Ajax en Sjaak Swart, al 75 jaar onverbrekelijk

Sjaak 1920
Sjaak 1920

In het jaar waarin Ajax 125 jaar is geworden, viert de club nog een jubileum. Op 11 september 1950 werd Jacques ‘Sjaak’ Swart als twaalfjarige aangenomen als lid van Ajax. De club en de ras-Ajacied zijn inmiddels 75 jaar aan elkaar verbonden. Hoog tijd voor een trip terug in de tijd.

Tags

  • #Swart

Socials

Het is anno 2025 moeilijk voor te stellen, maar er was een tijd waarin Ajax en Swart nog niet met elkaar waren verbonden. Toch was dat tot 1950 het geval. Sinds dat jaar is veel veranderd. Zoveel zelfs dat de club en Swart al jarenlang een onverbrekelijke twee-eenheid vormen. Hoe die band zich vormde en steeds sterker werd, kunnen de Ajax-fans uitgebreid teruglezen en bekijken. 

Maar hoe was de basis, hoe zag Sjaaks leven eruit voordat Ajax hem scoutte en aannam als aspirant? En hoe waren zijn jaren in de jeugdopleiding?
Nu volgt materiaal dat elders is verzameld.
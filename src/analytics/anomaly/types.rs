//! Anomaly Detection Types
//!
//! 異常検知用の型定義。JSONのフィールド名は既存クライアントとの互換のため固定

use serde::{Deserialize, Serialize};
use std::collections::BTreeMap;

/// 分析対象の乗車記録（速度・所要時間は算出済み）
#[derive(Debug, Clone, PartialEq, Serialize, Deserialize)]
pub struct RideRecord {
    pub trip_id: i64,
    pub pickup_zone_id: i64,
    pub pickup_zone: String,
    pub fare_amount: f64,
    pub trip_distance: f64,
    pub speed_mph: f64,
    pub duration_minutes: f64,
}

impl RideRecord {
    /// 運賃・距離・速度がすべて正なら分析対象
    pub fn is_eligible(&self) -> bool {
        [self.fare_amount, self.trip_distance, self.speed_mph]
            .iter()
            .all(|v| v.is_finite() && *v > 0.0)
    }
}

/// 異常分類
#[derive(Debug, Clone, Copy, PartialEq, Eq, Hash, Serialize, Deserialize)]
#[serde(rename_all = "snake_case")]
pub enum AnomalyType {
    SpeedTooFast,
    SpeedTooSlow,
    FareTooHigh,
    FareTooLow,
}

/// 速度異常
#[derive(Debug, Clone, PartialEq, Serialize, Deserialize)]
pub struct SpeedAnomaly {
    pub trip_id: i64,
    pub speed_mph: f64,
    pub trip_distance: f64,
    pub duration_minutes: f64,
    pub pickup_zone: String,
    #[serde(rename = "zScore")]
    pub z_score: f64,
    #[serde(rename = "anomalyType")]
    pub anomaly_type: AnomalyType,
    pub reason: String,
}

/// 運賃異常
#[derive(Debug, Clone, PartialEq, Serialize, Deserialize)]
pub struct FareAnomaly {
    pub trip_id: i64,
    pub fare_amount: f64,
    pub trip_distance: f64,
    pub pickup_zone: String,
    #[serde(rename = "zScore")]
    pub z_score: f64,
    #[serde(rename = "anomalyType")]
    pub anomaly_type: AnomalyType,
    pub reason: String,
}

/// 判定に使った閾値
#[derive(Debug, Clone, Copy, PartialEq, Serialize, Deserialize)]
#[serde(rename_all = "camelCase")]
pub struct ThresholdReport {
    pub mean: f64,
    pub std_dev: f64,
    pub lower_bound: f64,
    pub upper_bound: f64,
}

impl ThresholdReport {
    pub fn new(mean: f64, std_dev: f64, z_threshold: f64) -> Self {
        Self {
            mean,
            std_dev,
            lower_bound: mean - z_threshold * std_dev,
            upper_bound: mean + z_threshold * std_dev,
        }
    }
}

/// ゾーン別の運賃閾値
#[derive(Debug, Clone, PartialEq, Serialize, Deserialize)]
#[serde(rename_all = "camelCase")]
pub struct ZoneThreshold {
    pub zone_id: i64,
    #[serde(flatten)]
    pub thresholds: ThresholdReport,
    pub trip_count: usize,
}

/// 集計サマリ
#[derive(Debug, Clone, Default, PartialEq, Eq, Serialize, Deserialize)]
#[serde(rename_all = "camelCase")]
pub struct AnomalySummary {
    pub total_trips_analyzed: usize,
    pub total_anomalies: usize,
    pub speed_too_fast: usize,
    pub speed_too_slow: usize,
    pub fare_too_high: usize,
    pub fare_too_low: usize,
}

/// 異常検知レポート
#[derive(Debug, Clone, Default, PartialEq, Serialize, Deserialize)]
#[serde(rename_all = "camelCase")]
pub struct AnomalyReport {
    pub summary: AnomalySummary,
    pub speed_anomalies: Vec<SpeedAnomaly>,
    pub fare_anomalies: Vec<FareAnomaly>,
    /// 対象が0件ならNone
    pub speed_thresholds: Option<ThresholdReport>,
    /// ゾーン名がキー
    pub fare_thresholds_by_zone: BTreeMap<String, ZoneThreshold>,
}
Ook vanwege de triomfen die hij vierde als speler van Ajax 1 zijn die vroegste hoofdstukken een tikkie onderbelicht gebleven. Daarom: een reconstructie van de jongens- en jeugdjaren van Mister Ajax. In zijn eigen woorden verteld of treffend verwoord door zijn biografen.. 

Onbeschreven blad
Terug naar de jaren veertig. En dan vooral naar de grijze voetbaljaren van net na de Tweede Wereldoorlog. Nederland stelde als voetbalnatie nog bijster weinig voor en hetzelfde kon worden gezegd van Ajax als voetbalclub. Nationaal gezien was Ajax met acht gewonnen landstitels weliswaar een gerenommeerde vereniging. Maar buiten Nederland was de club halverwege de twintigste eeuw nog een onbeschreven blad. Een grote onbekende.   
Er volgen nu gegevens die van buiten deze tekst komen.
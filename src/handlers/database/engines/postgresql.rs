//! PostgreSQL Ride Store
//!
//! sqlxの接続プールを使うPostgreSQL実装

use crate::handlers::database::{
    engine::RideStore,
    types::{DatabaseConfig, DatabaseError, QueryResult, SqlDialect, Value},
};
use async_trait::async_trait;
use sqlx::postgres::{PgArguments, PgPool, PgPoolOptions, PgRow};
use sqlx::query::Query;
use sqlx::{Column, Postgres, Row, TypeInfo, ValueRef};
use std::sync::Arc;
use std::time::{Duration, Instant};
use tracing::debug;

/// PostgreSQLストア
pub struct PostgresStore {
    pool: Arc<PgPool>,
}

impl PostgresStore {
    /// 接続プールを作成
    pub async fn connect(config: &DatabaseConfig) -> Result<Self, DatabaseError> {
        let pool = PgPoolOptions::new()
            .max_connections(config.max_connections)
            .acquire_timeout(Duration::from_secs(config.connect_timeout_secs))
            .connect(&config.url)
            .await
            .map_err(|e| DatabaseError::ConnectionFailed(e.to_string()))?;

        Ok(Self {
            pool: Arc::new(pool),
        })
    }

    fn bind_params<'q>(
        mut query: Query<'q, Postgres, PgArguments>,
        params: &[Value],
    ) -> Query<'q, Postgres, PgArguments> {
        for param in params {
            query = match param {
                Value::Null => query.bind(None::<i64>),
                Value::Int(i) => query.bind(*i),
                Value::Float(f) => query.bind(*f),
                Value::String(s) => query.bind(s.clone()),
                Value::Date(d) => query.bind(*d),
            };
        }
        query
    }

    /// 行をValueに変換
    fn extract_value(row: &PgRow, idx: usize) -> Result<Value, DatabaseError> {
        let raw = row.try_get_raw(idx)?;
        if raw.is_null() {
            return Ok(Value::Null);
        }

        let type_name = row.columns()[idx].type_info().name().to_string();
        let value = match type_name.as_str() {
            "INT2" => Value::Int(row.try_get::<i16, _>(idx)? as i64),
            "INT4" => Value::Int(row.try_get::<i32, _>(idx)? as i64),
            "INT8" => Value::Int(row.try_get::<i64, _>(idx)?),
            "FLOAT4" => Value::Float(row.try_get::<f32, _>(idx)? as f64),
            "FLOAT8" => Value::Float(row.try_get::<f64, _>(idx)?),
            "BOOL" => Value::Int(row.try_get::<bool, _>(idx)? as i64),
            "TEXT" | "VARCHAR" | "BPCHAR" | "NAME" => Value::String(row.try_get(idx)?),
            "DATE" => Value::Date(row.try_get(idx)?),
            "TIMESTAMP" => {
                let ts: chrono::NaiveDateTime = row.try_get(idx)?;
                Value::String(ts.format("%Y-%m-%d %H:%M:%S").to_string())
            }
            other => {
                // NUMERIC等はクエリ側でCASTしておく
                return Err(DatabaseError::ConversionError(format!(
                    "unsupported column type {} at index {}",
                    other, idx
                )));
            }
        };

        Ok(value)
    }
}

#[async_trait]
impl RideStore for PostgresStore {
    fn dialect(&self) -> SqlDialect {
        SqlDialect::Postgres
    }

    async fn query(&self, sql: &str, params: &[Value]) -> Result<QueryResult, DatabaseError> {
        let start = Instant::now();

        let rows = Self::bind_params(sqlx::query(sql), params)
            .fetch_all(&*self.pool)
            .await?;

        let columns = rows
            .first()
            .map(|row| row.columns().iter().map(|c| c.name().to_string()).collect())
            .unwrap_or_default();

        let mut result_rows = Vec::with_capacity(rows.len());
        for row in &rows {
            let values = (0..row.len())
                .map(|idx| Self::extract_value(row, idx))
                .collect::<Result<Vec<_>, _>>()?;
            result_rows.push(values);
        }

        let execution_time_ms = start.elapsed().as_millis() as u64;
        debug!(rows = result_rows.len(), execution_time_ms, "postgres query completed");

        Ok(QueryResult {
            columns,
            rows: result_rows,
            execution_time_ms,
        })
    }

    async fn ping(&self) -> Result<(), DatabaseError> {
        sqlx::query("SELECT 1")
            .fetch_one(&*self.pool)
            .await
            .map_err(|e| DatabaseError::ConnectionFailed(e.to_string()))?;
        Ok(())
    }
}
Sjakie’ was in die naoorlogse jaren regelmatig te vinden op de tribunes van De Meer. Vader Louis was voetbalgek. Hij nam zijn op 3 juli 1938 geboren zoon al vanaf zijn zesde achterop de brommer mee naar de thuiswedstrijden van Ajax. Daar, in het knusse bakstenen stadion in de Watergraafsmeer was Guus Dräger een favoriet. Vanaf hun staanplaats achter het doel genoten Swart senior en junior vooral van de buitenspeler, die zijn kunsten zowel op links als op rechts kon tonen. Vader en zoon Swart positioneerden zich dan steevast aan de flank waar Dräger opereerde. De Swarts laafden zich aan de mooie bewegingen, soepele tred en de prachtige voorzet die de favoriete Ajacied - die er ook nog eens goed uitzag - in de benen had. 
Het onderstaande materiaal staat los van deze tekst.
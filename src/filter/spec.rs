//! Filter Specification
//!
//! ユーザーのフィルタ選択を正規化した型と、境界での検証処理

use chrono::NaiveDate;
use serde::{Deserialize, Serialize};
use std::collections::BTreeSet;
use tracing::{debug, warn};

/// 時間帯バケット
///
/// 各バケットは半開区間 [start, end) の時を表す
#[derive(Debug, Clone, Copy, PartialEq, Eq, Hash, PartialOrd, Ord, Serialize, Deserialize)]
#[serde(rename_all = "lowercase")]
pub enum TimeOfDay {
    Early,
    Morning,
    Midday,
    Evening,
    Night,
}

impl TimeOfDay {
    pub const ALL: [TimeOfDay; 5] = [
        TimeOfDay::Early,
        TimeOfDay::Morning,
        TimeOfDay::Midday,
        TimeOfDay::Evening,
        TimeOfDay::Night,
    ];

    /// 時の半開区間
    pub fn hour_range(&self) -> (u32, u32) {
        match self {
            TimeOfDay::Early => (0, 5),
            TimeOfDay::Morning => (5, 10),
            TimeOfDay::Midday => (10, 16),
            TimeOfDay::Evening => (16, 21),
            TimeOfDay::Night => (21, 24),
        }
    }

    /// キー文字列から解釈。未知のキーはNone
    pub fn from_key(key: &str) -> Option<Self> {
        let key = key.trim().to_ascii_lowercase();
        Self::ALL.into_iter().find(|bucket| bucket.as_str() == key)
    }

    /// 時(0-23)が属するバケット
    pub fn from_hour(hour: u32) -> Option<Self> {
        Self::ALL.into_iter().find(|bucket| {
            let (start, end) = bucket.hour_range();
            hour >= start && hour < end
        })
    }

    pub fn as_str(&self) -> &'static str {
        match self {
            TimeOfDay::Early => "early",
            TimeOfDay::Morning => "morning",
            TimeOfDay::Midday => "midday",
            TimeOfDay::Evening => "evening",
            TimeOfDay::Night => "night",
        }
    }
}

/// 時間帯の選択
///
/// 未知のキーはコンパイル時に無視される（fail open）ため、値を保持したまま区別する
#[derive(Debug, Clone, PartialEq, Eq, Hash)]
pub enum TimeOfDaySelection {
    Bucket(TimeOfDay),
    Unrecognized(String),
}

impl TimeOfDaySelection {
    pub fn parse(key: &str) -> Self {
        match TimeOfDay::from_key(key) {
            Some(bucket) => TimeOfDaySelection::Bucket(bucket),
            None => TimeOfDaySelection::Unrecognized(key.to_string()),
        }
    }

    pub fn bucket(&self) -> Option<TimeOfDay> {
        match self {
            TimeOfDaySelection::Bucket(bucket) => Some(*bucket),
            TimeOfDaySelection::Unrecognized(_) => None,
        }
    }
}

/// フィルタ仕様
///
/// すべてのフィールドは省略可能で、省略は「制約なし」を意味する。
/// 集合はBTreeSetで保持するため、同じ選択は常に同じ順序でコンパイルされる。
#[derive(Debug, Clone, Default, PartialEq)]
pub struct FilterSpec {
    /// 乗車・降車どちらかの区に一致
    pub boroughs: BTreeSet<String>,
    /// 乗車・降車どちらかのゾーンに一致
    pub zone_ids: BTreeSet<i64>,
    pub fare_min: Option<f64>,
    pub fare_max: Option<f64>,
    pub start_date: Option<NaiveDate>,
    /// 当日全体を含む
    pub end_date: Option<NaiveDate>,
    pub time_of_day: Option<TimeOfDaySelection>,
}

impl FilterSpec {
    pub fn new() -> Self {
        Self::default()
    }

    pub fn with_boroughs<I, S>(mut self, boroughs: I) -> Self
    where
        I: IntoIterator<Item = S>,
        S: Into<String>,
    {
        self.boroughs = boroughs.into_iter().map(Into::into).collect();
        self
    }

    pub fn with_zone_ids<I: IntoIterator<Item = i64>>(mut self, zone_ids: I) -> Self {
        self.zone_ids = zone_ids.into_iter().collect();
        self
    }

    pub fn with_fare_range(mut self, min: Option<f64>, max: Option<f64>) -> Self {
        self.fare_min = min;
        self.fare_max = max;
        self
    }

    pub fn with_date_range(mut self, start: Option<NaiveDate>, end: Option<NaiveDate>) -> Self {
        self.start_date = start;
        self.end_date = end;
        self
    }

    pub fn with_time_of_day(mut self, key: &str) -> Self {
        self.time_of_day = Some(TimeOfDaySelection::parse(key));
        self
    }

    /// 制約が一つもなければtrue
    pub fn is_unconstrained(&self) -> bool {
        self.boroughs.is_empty()
            && self.zone_ids.is_empty()
            && self.fare_min.is_none()
            && self.fare_max.is_none()
            && self.start_date.is_none()
            && self.end_date.is_none()
            && self.time_of_day.as_ref().and_then(|t| t.bucket()).is_none()
    }
}

/// クエリ文字列由来の未検証フィルタ
///
/// 形の合わない値はエラーにせず捨てる
#[derive(Debug, Clone, Default, Deserialize)]
#[serde(rename_all = "camelCase")]
pub struct RawFilterQuery {
    /// カンマ区切り
    #[serde(alias = "borough")]
    pub boroughs: Option<String>,
    /// カンマ区切り
    #[serde(alias = "zones", alias = "zone")]
    pub zone_ids: Option<String>,
    pub fare_min: Option<String>,
    pub fare_max: Option<String>,
    pub start_date: Option<String>,
    pub end_date: Option<String>,
    pub time_of_day: Option<String>,
}

impl RawFilterQuery {
    /// クエリ文字列のキーと値の組から構築
    ///
    /// 集合のキーは繰り返しを連結し、スカラーのキーは最後の値を採用する。
    /// 未知のキーは無視する。
    pub fn from_pairs<I, K, V>(pairs: I) -> Self
    where
        I: IntoIterator<Item = (K, V)>,
        K: AsRef<str>,
        V: Into<String>,
    {
        let mut raw = Self::default();
        for (key, value) in pairs {
            let value = value.into();
            match key.as_ref() {
                "boroughs" | "borough" => append_list(&mut raw.boroughs, value),
                "zoneIds" | "zones" | "zone" => append_list(&mut raw.zone_ids, value),
                "fareMin" => raw.fare_min = Some(value),
                "fareMax" => raw.fare_max = Some(value),
                "startDate" => raw.start_date = Some(value),
                "endDate" => raw.end_date = Some(value),
                "timeOfDay" => raw.time_of_day = Some(value),
                other => debug!(key = other, "ignoring unknown filter key"),
            }
        }
        raw
    }

    /// 検証してFilterSpecに変換
    pub fn into_spec(self) -> FilterSpec {
        let boroughs = split_list(self.boroughs.as_deref())
            .map(str::to_string)
            .collect();

        let zone_ids = split_list(self.zone_ids.as_deref())
            .filter_map(|raw| match raw.parse::<i64>() {
                Ok(id) if id > 0 => Some(id),
                _ => {
                    debug!(value = raw, "dropping malformed zone id");
                    None
                }
            })
            .collect();

        let time_of_day = non_empty(self.time_of_day.as_deref()).map(|key| {
            let selection = TimeOfDaySelection::parse(key);
            if let TimeOfDaySelection::Unrecognized(ref raw) = selection {
                warn!(value = %raw, "unrecognized time of day bucket, no hour constraint applied");
            }
            selection
        });

        FilterSpec {
            boroughs,
            zone_ids,
            fare_min: parse_number(self.fare_min.as_deref(), "fareMin"),
            fare_max: parse_number(self.fare_max.as_deref(), "fareMax"),
            start_date: parse_date(self.start_date.as_deref(), "startDate"),
            end_date: parse_date(self.end_date.as_deref(), "endDate"),
            time_of_day,
        }
    }
}

fn non_empty(raw: Option<&str>) -> Option<&str> {
    raw.map(str::trim).filter(|s| !s.is_empty())
}

fn append_list(slot: &mut Option<String>, value: String) {
    match slot {
        Some(list) => {
            list.push(',');
            list.push_str(&value);
        }
        None => *slot = Some(value),
    }
}

fn split_list(raw: Option<&str>) -> impl Iterator<Item = &str> {
    raw.unwrap_or_default()
        .split(',')
        .map(str::trim)
        .filter(|s| !s.is_empty())
}

fn parse_number(raw: Option<&str>, field: &str) -> Option<f64> {
    let raw = non_empty(raw)?;
    match raw.parse::<f64>() {
        Ok(v) if v.is_finite() => Some(v),
        _ => {
            debug!(field, value = raw, "dropping malformed number");
            None
        }
    }
}

fn parse_date(raw: Option<&str>, field: &str) -> Option<NaiveDate> {
    let raw = non_empty(raw)?;
    // 日時が来た場合は日付部分のみ使う
    let date_part = raw.get(..10).unwrap_or(raw);
    match NaiveDate::parse_from_str(date_part, "%Y-%m-%d") {
        Ok(d) => Some(d),
        Err(_) => {
            debug!(field, value = raw, "dropping malformed date");
            None
        }
    }
}

#[cfg(test)]
mod tests {
    use super::*;

    #[test]
    fn test_time_of_day_buckets_cover_the_day() {
        for hour in 0..24 {
            let bucket = TimeOfDay::from_hour(hour).unwrap();
            let (start, end) = bucket.hour_range();
            assert!(hour >= start && hour < end);
        }
        assert_eq!(TimeOfDay::from_hour(24), None);
        assert_eq!(TimeOfDay::from_hour(4), Some(TimeOfDay::Early));
        assert_eq!(TimeOfDay::from_hour(5), Some(TimeOfDay::Morning));
        assert_eq!(TimeOfDay::from_hour(20), Some(TimeOfDay::Evening));
        assert_eq!(TimeOfDay::from_hour(21), Some(TimeOfDay::Night));
    }

    #[test]
    fn test_time_of_day_key_parsing() {
        assert_eq!(TimeOfDay::from_key("Midday"), Some(TimeOfDay::Midday));
        assert_eq!(TimeOfDay::from_key(" NIGHT "), Some(TimeOfDay::Night));
        assert_eq!(TimeOfDay::from_key("rush"), None);
        for bucket in TimeOfDay::ALL {
            assert_eq!(TimeOfDay::from_key(bucket.as_str()), Some(bucket));
            assert_eq!(
                serde_json::to_value(bucket).unwrap(),
                serde_json::Value::from(bucket.as_str())
            );
        }
        assert_eq!(
            TimeOfDaySelection::parse("rush"),
            TimeOfDaySelection::Unrecognized("rush".to_string())
        );
    }

    #[test]
    fn test_empty_spec_is_unconstrained() {
        assert!(FilterSpec::new().is_unconstrained());
        assert!(FilterSpec::new().with_time_of_day("brunch").is_unconstrained());
        assert!(!FilterSpec::new().with_time_of_day("night").is_unconstrained());
    }

    #[test]
    fn test_raw_query_coerces_and_ignores() {
        let raw = RawFilterQuery {
            boroughs: Some("Manhattan, Bronx,,".to_string()),
            zone_ids: Some("132,abc,-4,0,161".to_string()),
            fare_min: Some("10".to_string()),
            fare_max: Some("lots".to_string()),
            start_date: Some("2019-01-01".to_string()),
            end_date: Some("2019-01-31T00:00:00".to_string()),
            time_of_day: Some("evening".to_string()),
        };

        let spec = raw.into_spec();
        assert_eq!(
            spec.boroughs.iter().collect::<Vec<_>>(),
            vec!["Bronx", "Manhattan"]
        );
        assert_eq!(spec.zone_ids.iter().copied().collect::<Vec<_>>(), vec![132, 161]);
        assert_eq!(spec.fare_min, Some(10.0));
        assert_eq!(spec.fare_max, None);
        assert_eq!(spec.start_date, NaiveDate::from_ymd_opt(2019, 1, 1));
        assert_eq!(spec.end_date, NaiveDate::from_ymd_opt(2019, 1, 31));
        assert_eq!(
            spec.time_of_day,
            Some(TimeOfDaySelection::Bucket(TimeOfDay::Evening))
        );
    }

    #[test]
    fn test_raw_query_blank_fields_are_absent() {
        let raw = RawFilterQuery {
            boroughs: Some("  ".to_string()),
            fare_min: Some("".to_string()),
            start_date: Some("01/02/2019".to_string()),
            ..Default::default()
        };
        assert!(raw.into_spec().is_unconstrained());
    }

    #[test]
    fn test_raw_query_deserializes_aliases() {
        let raw: RawFilterQuery =
            serde_json::from_str(r#"{"borough":"Queens","zones":"1,2","fareMin":"3.5"}"#).unwrap();
        let spec = raw.into_spec();
        assert!(spec.boroughs.contains("Queens"));
        assert_eq!(spec.zone_ids.len(), 2);
        assert_eq!(spec.fare_min, Some(3.5));
    }

    #[test]
    fn test_raw_query_from_repeated_pairs() {
        let pairs = [
            ("boroughs", "Manhattan"),
            ("borough", "Queens,Bronx"),
            ("zone", "4"),
            ("zoneIds", "7"),
            ("fareMin", "10"),
            ("fareMin", "12"),
            ("limit", "abc"),
        ];

        let spec = RawFilterQuery::from_pairs(pairs).into_spec();
        assert_eq!(
            spec.boroughs.iter().collect::<Vec<_>>(),
            vec!["Bronx", "Manhattan", "Queens"]
        );
        assert_eq!(spec.zone_ids.iter().copied().collect::<Vec<_>>(), vec![4, 7]);
        assert_eq!(spec.fare_min, Some(12.0));
        assert_eq!(spec.fare_max, None);
    }
}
‘Samen stonden ze achter het doel, omdat het overzicht zo goed was en omdat het geluid van tegen het net slaande ballen hen zo beviel’, schrijft biograaf Raymond Bouwman in de biografie Mister Ajax. ‘En misschien ook wel omdat het de goedkoopste plaatsen waren.’ 

Fantasie
Het Ajax van onder meer ook de sterkhouders Jan Potharst, Gerrit Keizer, Joop Stoffelen en Gerrit Fischer zette de fantasie van de kleine Swart volop aan het werk. Ooit wilde hij zelf ook wel bij die prachtige club spelen. Ajax was een club waar vooral Amsterdammers speelden. Hij paste, nee hij hóórde daar gewoon bij, vond de kleine voetballer.

Het Amsterdammertje - weliswaar in Muiden geboren, maar als eenjarige al verhuisd naar de hoofdstad - investeerde vanaf jonge leeftijd al volop in zijn voetbaltalent. De kleine Sjaak was gek op voetbal. Vooral de bewoners van de Reinwardtstraat en de Pontanusstraat in de Dapperbuurt kenden het onverbrekelijke verbond van de rasvoetballer met zijn bal. Waar Swart ook kwam; een bal was altijd in de buurt. 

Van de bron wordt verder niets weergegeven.